====== DATA SUPPLIED ======

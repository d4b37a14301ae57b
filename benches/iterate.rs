use criterion::*;
use std::hint::black_box;

use soa_ecs::prelude::*;

mod common;
use common::*;

fn iterate_benchmark(c: &mut Criterion) {
    init_components();

    let mut group = c.benchmark_group("iterate");

    group.bench_function("each_mut_write_wealth_100k", |b| {
        b.iter_batched(
            || {
                let mut world = World::new();
                populate(&mut world, AGENTS_MED);
                let query = Query::<(Wealth,)>::new().unwrap();
                (world, query)
            },
            |(mut world, query)| {
                query.each_mut(&mut world, |(wealth,)| {
                    wealth.value *= 1.0001;
                });
                black_box(world);
            },
            BatchSize::LargeInput,
        );
    });

    group.bench_function("each_read_productivity_100k", |b| {
        b.iter_batched(
            || {
                let mut world = World::new();
                populate(&mut world, AGENTS_MED);
                let query = Query::<(Productivity,)>::new().unwrap();
                (world, query)
            },
            |(world, query)| {
                let mut total = 0.0f32;
                query.each(&world, |(productivity,)| {
                    total += productivity.rate;
                });
                black_box(total);
                black_box(world);
            },
            BatchSize::LargeInput,
        );
    });

    group.bench_function("each_mut_prod_to_wealth_100k", |b| {
        b.iter_batched(
            || {
                let mut world = World::new();
                populate(&mut world, AGENTS_MED);
                let query = Query::<(Productivity, Wealth)>::new().unwrap();
                (world, query)
            },
            |(mut world, query)| {
                query.each_mut(&mut world, |(productivity, wealth)| {
                    wealth.value += productivity.rate;
                });
                black_box(world);
            },
            BatchSize::LargeInput,
        );
    });

    group.finish();
}

criterion_group!(benches, iterate_benchmark);
criterion_main!(benches);
use async_trait::async_trait;
use canvascore::PipelineRecord;
use serde::Deserialize;
use thiserror::Error;
use tokio::sync::RwLock;

#[derive(Error, Debug)]
pub enum StoreError {
    #[error("HTTP error: {0}")]
    Http(#[from] reqwest::Error),

    #[error("Backend returned {status}: {body}")]
    Status { status: u16, body: String },

    #[error("Pipeline not found: {0}")]
    NotFound(String),
}

/// Where pipeline records are listed from and saved to
#[async_trait]
pub trait PipelineStore: Send + Sync {
    async fn list(&self) -> Result<Vec<PipelineRecord>, StoreError>;

    /// Create the record when it has no id, update it otherwise
    async fn save(&self, record: &PipelineRecord) -> Result<PipelineRecord, StoreError>;
}

/// List pipelines, logging and swallowing any failure
pub async fn list_or_empty(store: &dyn PipelineStore) -> Vec<PipelineRecord> {
    match store.list().await {
        Ok(records) => records,
        Err(e) => {
            tracing::warn!("Failed to list pipelines: {}", e);
            Vec::new()
        }
    }
}

#[derive(Deserialize)]
#[serde(untagged)]
enum PipelineList {
    Bare(Vec<PipelineRecord>),
    Wrapped { pipelines: Vec<PipelineRecord> },
}

/// Pipeline store backed by the orchestrator REST API
pub struct HttpPipelineStore {
    client: reqwest::Client,
    base_url: String,
}

impl HttpPipelineStore {
    pub fn new(base_url: impl Into<String>) -> Self {
        Self::with_client(reqwest::Client::new(), base_url)
    }

    pub fn with_client(client: reqwest::Client, base_url: impl Into<String>) -> Self {
        Self {
            client,
            base_url: base_url.into().trim_end_matches('/').to_string(),
        }
    }

    fn collection_url(&self) -> String {
        format!("{}/orchestrator/pipelines", self.base_url)
    }

    fn record_url(&self, id: &str) -> String {
        format!("{}/orchestrator/pipelines/{}", self.base_url, id)
    }

    async fn check(response: reqwest::Response) -> Result<reqwest::Response, StoreError> {
        let status = response.status();
        if status.is_success() {
            return Ok(response);
        }
        let body = response.text().await.unwrap_or_default();
        Err(StoreError::Status {
            status: status.as_u16(),
            body,
        })
    }
}

#[async_trait]
impl PipelineStore for HttpPipelineStore {
    async fn list(&self) -> Result<Vec<PipelineRecord>, StoreError> {
        let url = self.collection_url();
        tracing::debug!("GET {}", url);

        let response = Self::check(self.client.get(&url).send().await?).await?;
        let records = match response.json::<PipelineList>().await? {
            PipelineList::Bare(records) => records,
            PipelineList::Wrapped { pipelines } => pipelines,
        };
        Ok(records)
    }

    async fn save(&self, record: &PipelineRecord) -> Result<PipelineRecord, StoreError> {
        let request = match &record.id {
            Some(id) => {
                let url = self.record_url(id);
                tracing::debug!("PUT {}", url);
                self.client.put(url)
            }
            None => {
                let url = self.collection_url();
                tracing::debug!("POST {}", url);
                self.client.post(url)
            }
        };

        let response = Self::check(request.json(record).send().await?).await?;
        Ok(response.json::<PipelineRecord>().await?)
    }
}

/// In-process pipeline store
#[derive(Default)]
pub struct MemoryPipelineStore {
    records: RwLock<Vec<PipelineRecord>>,
}

impl MemoryPipelineStore {
    pub fn new() -> Self {
        Self::default()
    }

    pub fn with_records(records: Vec<PipelineRecord>) -> Self {
        Self {
            records: RwLock::new(records),
        }
    }
}

#[async_trait]
impl PipelineStore for MemoryPipelineStore {
    async fn list(&self) -> Result<Vec<PipelineRecord>, StoreError> {
        Ok(self.records.read().await.clone())
    }

    async fn save(&self, record: &PipelineRecord) -> Result<PipelineRecord, StoreError> {
        let mut records = self.records.write().await;
        match &record.id {
            Some(id) => {
                let existing = records
                    .iter_mut()
                    .find(|r| r.id.as_deref() == Some(id.as_str()))
                    .ok_or_else(|| StoreError::NotFound(id.clone()))?;
                *existing = record.clone();
                Ok(record.clone())
            }
            None => {
                let mut saved = record.clone();
                saved.id = Some(uuid::Uuid::new_v4().to_string());
                records.push(saved.clone());
                Ok(saved)
            }
        }
    }
}
use canvascore::{NodeId, WorkflowError, WorkflowGraph};
use petgraph::algo::tarjan_scc;
use petgraph::graph::{DiGraph, NodeIndex};
use petgraph::visit::EdgeRef;
use petgraph::Direction;
use std::collections::{HashMap, VecDeque};

/// Result of ordering a canvas graph for execution
#[derive(Debug, Clone, Default, PartialEq, Eq)]
pub struct ExecutionPlan {
    /// Nodes reachable from a zero in-degree root, in execution order
    pub order: Vec<NodeId>,
    /// Nodes whose in-degree never reached zero: cycle members and everything downstream of them
    pub blocked: Vec<NodeId>,
    /// Strongly connected components that form cycles
    pub cycles: Vec<Vec<NodeId>>,
}

impl ExecutionPlan {
    pub fn is_complete(&self) -> bool {
        self.blocked.is_empty()
    }
}

/// Index the canvas graph into a petgraph arena; node indices follow insertion order
fn build_arena(graph: &WorkflowGraph) -> DiGraph<&str, ()> {
    let mut arena = DiGraph::with_capacity(graph.nodes().len(), graph.edges().len());
    let mut index: HashMap<&str, NodeIndex> = HashMap::new();

    for node in graph.nodes() {
        let idx = arena.add_node(node.id.as_str());
        index.insert(node.id.as_str(), idx);
    }
    for edge in graph.edges() {
        if let (Some(&from), Some(&to)) = (index.get(edge.source.as_str()), index.get(edge.target.as_str())) {
            arena.add_edge(from, to, ());
        }
    }
    arena
}

/// Kahn's algorithm over the canvas graph.
///
/// Roots are seeded in node insertion order and successors are released in
/// edge insertion order, so the result is stable for a given graph. Nodes
/// that never reach zero in-degree end up in `blocked` instead of `order`.
pub fn execution_order(graph: &WorkflowGraph) -> ExecutionPlan {
    let arena = build_arena(graph);

    let mut in_degree: Vec<usize> = arena
        .node_indices()
        .map(|idx| arena.edges_directed(idx, Direction::Incoming).count())
        .collect();

    let mut queue: VecDeque<NodeIndex> = arena
        .node_indices()
        .filter(|idx| in_degree[idx.index()] == 0)
        .collect();

    let mut order = Vec::with_capacity(arena.node_count());
    while let Some(idx) = queue.pop_front() {
        order.push(arena[idx].to_string());

        let mut outgoing: Vec<_> = arena
            .edges_directed(idx, Direction::Outgoing)
            .map(|e| (e.id(), e.target()))
            .collect();
        outgoing.sort_by_key(|(edge, _)| *edge);

        for (_, target) in outgoing {
            let degree = &mut in_degree[target.index()];
            *degree -= 1;
            if *degree == 0 {
                queue.push_back(target);
            }
        }
    }

    let blocked: Vec<NodeId> = arena
        .node_indices()
        .filter(|idx| in_degree[idx.index()] > 0)
        .map(|idx| arena[idx].to_string())
        .collect();

    let cycles = if blocked.is_empty() {
        Vec::new()
    } else {
        find_cycles(&arena)
    };

    ExecutionPlan {
        order,
        blocked,
        cycles,
    }
}

fn find_cycles(arena: &DiGraph<&str, ()>) -> Vec<Vec<NodeId>> {
    let mut components: Vec<Vec<NodeIndex>> = tarjan_scc(arena)
        .into_iter()
        .filter(|component| component.len() > 1 || arena.contains_edge(component[0], component[0]))
        .map(|mut component| {
            component.sort();
            component
        })
        .collect();
    components.sort();

    components
        .into_iter()
        .map(|component| component.into_iter().map(|idx| arena[idx].to_string()).collect())
        .collect()
}

/// Execution order that refuses graphs with blocked nodes
pub fn strict_order(graph: &WorkflowGraph) -> Result<Vec<NodeId>, WorkflowError> {
    let plan = execution_order(graph);
    if plan.is_complete() {
        Ok(plan.order)
    } else {
        Err(WorkflowError::CyclicDependency(plan.blocked))
    }
}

======

TASK TO COMPLETE
Count the lines of the data that hold the string "HashMap". The answer should be that number alone.

OUTPUT FOR THIS EXERCISE
2